Israeli military strikes killed at least 45 Palestinians across the Gaza Strip on Sunday, most of them in the north of the enclave, Palestinian health officials said, as efforts to secure a ceasefire in the war resumed in Qatar.
Israeli strikes in the north of Gaza have killed at least 22 people, most of them women and children, as the offensive into the isolated area entered a third week.
The Hamas-controlled Gaza health ministry said 11 women and two children were among those killed in the strikes late on Saturday in the northern town of Beit Lahiya. It said another 15 people were injured.
Israel says its forces have returned to northern Gaza more than a year into the war with Hamas to root out the militant group’s fighters who had regrouped there. It said on Friday that three of its soldiers were killed in combat in the north of the enclave.
The Israeli military said in a statement it has “eliminated over 40 terrorists” in the Jabalia area in the past 24 hours, as well as dismantling infrastructure and locating “large quantities of military equipment”.
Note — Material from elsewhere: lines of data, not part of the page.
// crates/datatrust-core/src/schema.rs
// ============================================================================
// Module: DataTrust Schema Model
// Description: Field definitions and schema metadata for connectors.
// Purpose: Provide declared and inferred schemas with a stable wire form.
// Dependencies: serde
// ============================================================================

//! ## Overview
//! A schema is a named list of field definitions. Connectors either declare
//! schemas (SQL column metadata, SaaS object descriptions) or infer them from
//! observed records (file connectors). Primary keys may be composite.

// ============================================================================
// SECTION: Imports
// ============================================================================

use std::collections::BTreeSet;
use std::fmt;

use serde::Deserialize;
use serde::Serialize;
use serde_json::Value;

// ============================================================================
// SECTION: Field Types
// ============================================================================

/// Value type for a schema field.
///
/// # Invariants
/// - Variants are stable for serialization and contract matching.
#[derive(Debug, Clone, Copy, PartialEq, Eq, Hash, Serialize, Deserialize)]
#[serde(rename_all = "snake_case")]
pub enum FieldType {
    /// UTF-8 string.
    String,
    /// Floating-point number.
    Number,
    /// Integral number.
    Integer,
    /// Boolean flag.
    Boolean,
    /// Calendar date (YYYY-MM-DD).
    Date,
    /// Date with time component (RFC3339).
    DateTime,
    /// Ordered list of values.
    Array,
    /// Nested mapping.
    Object,
}

impl FieldType {
    /// Returns a stable label for this type.
    #[must_use]
    pub const fn as_str(self) -> &'static str {
        match self {
            Self::String => "string",
            Self::Number => "number",
            Self::Integer => "integer",
            Self::Boolean => "boolean",
            Self::Date => "date",
            Self::DateTime => "datetime",
            Self::Array => "array",
            Self::Object => "object",
        }
    }

    /// Returns true when a JSON value is acceptable for this field type.
    #[must_use]
    pub fn accepts(self, value: &Value) -> bool {
        match self {
            Self::String => value.is_string(),
            Self::Number => value.is_number(),
            Self::Integer => value.is_i64() || value.is_u64(),
            Self::Boolean => value.is_boolean(),
            Self::Date => value.as_str().is_some_and(is_date_literal),
            Self::DateTime => value.as_str().is_some_and(is_datetime_literal),
            Self::Array => value.is_array(),
            Self::Object => value.is_object(),
        }
    }
}

impl fmt::Display for FieldType {
    fn fmt(&self, f: &mut fmt::Formatter<'_>) -> fmt::Result {
        f.write_str(self.as_str())
    }
}

/// Returns true for `YYYY-MM-DD` literals.
fn is_date_literal(value: &str) -> bool {
    let bytes = value.as_bytes();
    if bytes.len() != 10 || bytes[4] != b'-' || bytes[7] != b'-' {
        return false;
    }
    bytes
        .iter()
        .enumerate()
        .all(|(idx, byte)| matches!(idx, 4 | 7) || byte.is_ascii_digit())
}

/// Returns true for RFC3339-shaped date-time literals.
fn is_datetime_literal(value: &str) -> bool {
    value.len() >= 19 && is_date_literal(&value[..10]) && matches!(value.as_bytes()[10], b'T' | b' ')
}

// ============================================================================
// SECTION: Field Definition
// ============================================================================

/// Definition of a single schema field.
///
/// # Invariants
/// - `name` is unique within its schema.
#[derive(Debug, Clone, PartialEq, Eq, Serialize, Deserialize)]
pub struct FieldDefinition {
    /// Field name.
    pub name: String,
    /// Value type.
    #[serde(rename = "type")]
    pub field_type: FieldType,
    /// Whether the field must be present and non-null.
    #[serde(default)]
    pub required: bool,
    /// Optional human description.
    #[serde(skip_serializing_if = "Option::is_none")]
    pub description: Option<String>,
    /// Whether the field participates in the primary key.
    #[serde(default)]
    pub primary_key: bool,
}

impl FieldDefinition {
    /// Creates a field definition with the given name and type.
    #[must_use]
    pub fn new(name: impl Into<String>, field_type: FieldType) -> Self {
        Self {
            name: name.into(),
            field_type,
            required: false,
            description: None,
            primary_key: false,
        }
    }

    /// Marks the field as required.
    #[must_use]
    pub const fn required(mut self) -> Self {
        self.required = true;
        self
    }

    /// Marks the field as part of the primary key.
    #[must_use]
    pub const fn primary_key(mut self) -> Self {
        self.primary_key = true;
        self
    }
}

// ============================================================================
// SECTION: Schema
// ============================================================================

/// Provenance of a schema.
///
/// # Invariants
/// - Variants are stable for serialization.
#[derive(Debug, Clone, Copy, PartialEq, Eq, Serialize, Deserialize)]
#[serde(rename_all = "snake_case")]
pub enum SchemaOrigin {
    /// Declared by the backing source or configuration.
    Declared,
    /// Inferred from observed records.
    Inferred,
}

/// Named list of field definitions.
///
/// # Invariants
/// - Field names are unique.
#[derive(Debug, Clone, PartialEq, Serialize, Deserialize)]
pub struct Schema {
    /// Schema name, typically the entity or file name.
    pub name: String,
    /// Ordered field definitions.
    pub fields: Vec<FieldDefinition>,
    /// How the schema was obtained.
    pub origin: SchemaOrigin,
}

impl Schema {
    /// Creates a schema from a name, fields, and origin.
    #[must_use]
    pub fn new(name: impl Into<String>, fields: Vec<FieldDefinition>, origin: SchemaOrigin) -> Self {
        Self {
            name: name.into(),
            fields,
            origin,
        }
    }

    /// Returns the field definition for a name when present.
    #[must_use]
    pub fn field(&self, name: &str) -> Option<&FieldDefinition> {
        self.fields.iter().find(|field| field.name == name)
    }

    /// Returns the set of field names.
    #[must_use]
    pub fn field_names(&self) -> BTreeSet<&str> {
        self.fields.iter().map(|field| field.name.as_str()).collect()
    }

    /// Returns the primary-key field names in declaration order.
    #[must_use]
    pub fn primary_key(&self) -> Vec<&str> {
        self.fields
            .iter()
            .filter(|field| field.primary_key)
            .map(|field| field.name.as_str())
            .collect()
    }
}

// ============================================================================
// SECTION: Tests
// ============================================================================

#[cfg(test)]
mod tests {
    #![allow(clippy::unwrap_used, clippy::panic, reason = "Test-only assertions.")]

    use serde_json::json;

    use super::FieldDefinition;
    use super::FieldType;
    use super::Schema;
    use super::SchemaOrigin;

    #[test]
    fn field_type_accepts_matching_values() {
        assert!(FieldType::Integer.accepts(&json!(3)));
        assert!(!FieldType::Integer.accepts(&json!(3.5)));
        assert!(FieldType::Date.accepts(&json!("2026-02-01")));
        assert!(!FieldType::Date.accepts(&json!("2026-2-1")));
        assert!(FieldType::DateTime.accepts(&json!("2026-02-01T10:00:00Z")));
    }

    #[test]
    fn composite_primary_key_preserves_order() {
        let schema = Schema::new(
            "orders",
            vec![
                FieldDefinition::new("region", FieldType::String).primary_key(),
                FieldDefinition::new("order_id", FieldType::Integer).primary_key(),
                FieldDefinition::new("amount", FieldType::Number),
            ],
            SchemaOrigin::Declared,
        );
        assert_eq!(schema.primary_key(), vec!["region", "order_id"]);
    }
}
Officials say some 1,000 Palestinians have been killed in the renewed assault on northern Gaza launched by the Israeli military at the start of October.
In a separate development, a truck rammed into a bus stop near Tel Aviv, killing one person and injuring more than 30.
The attack in Ramat Hasharon occurred as Israelis were returning to work after a weeklong holiday, and it took place outside a military base near the headquarters of Israel’s Mossad spy agency.
Hamas and the smaller Islamic Jihad militant group praised the attack but did not say they were behind it.
The Israeli military said there was another attack near a checkpoint in the West Bank, in which a suspect tried to ram soldiers with his vehicle and then tried to stab them before being killed. No soldiers were injured, it added.
Later on Sunday, protesters disrupted a speech by Israeli prime minister Binyamin Netanyahu at a nationally broadcast ceremony remembering the victims of Hamas’s attack on southern Israel last year.
People shouted “Shame on you” and made a commotion, forcing Mr Netanyahu to stop his speech. Many Israelis blame their prime minister for the failures that led to the attack and hold him responsible for not yet bringing home remaining hostages.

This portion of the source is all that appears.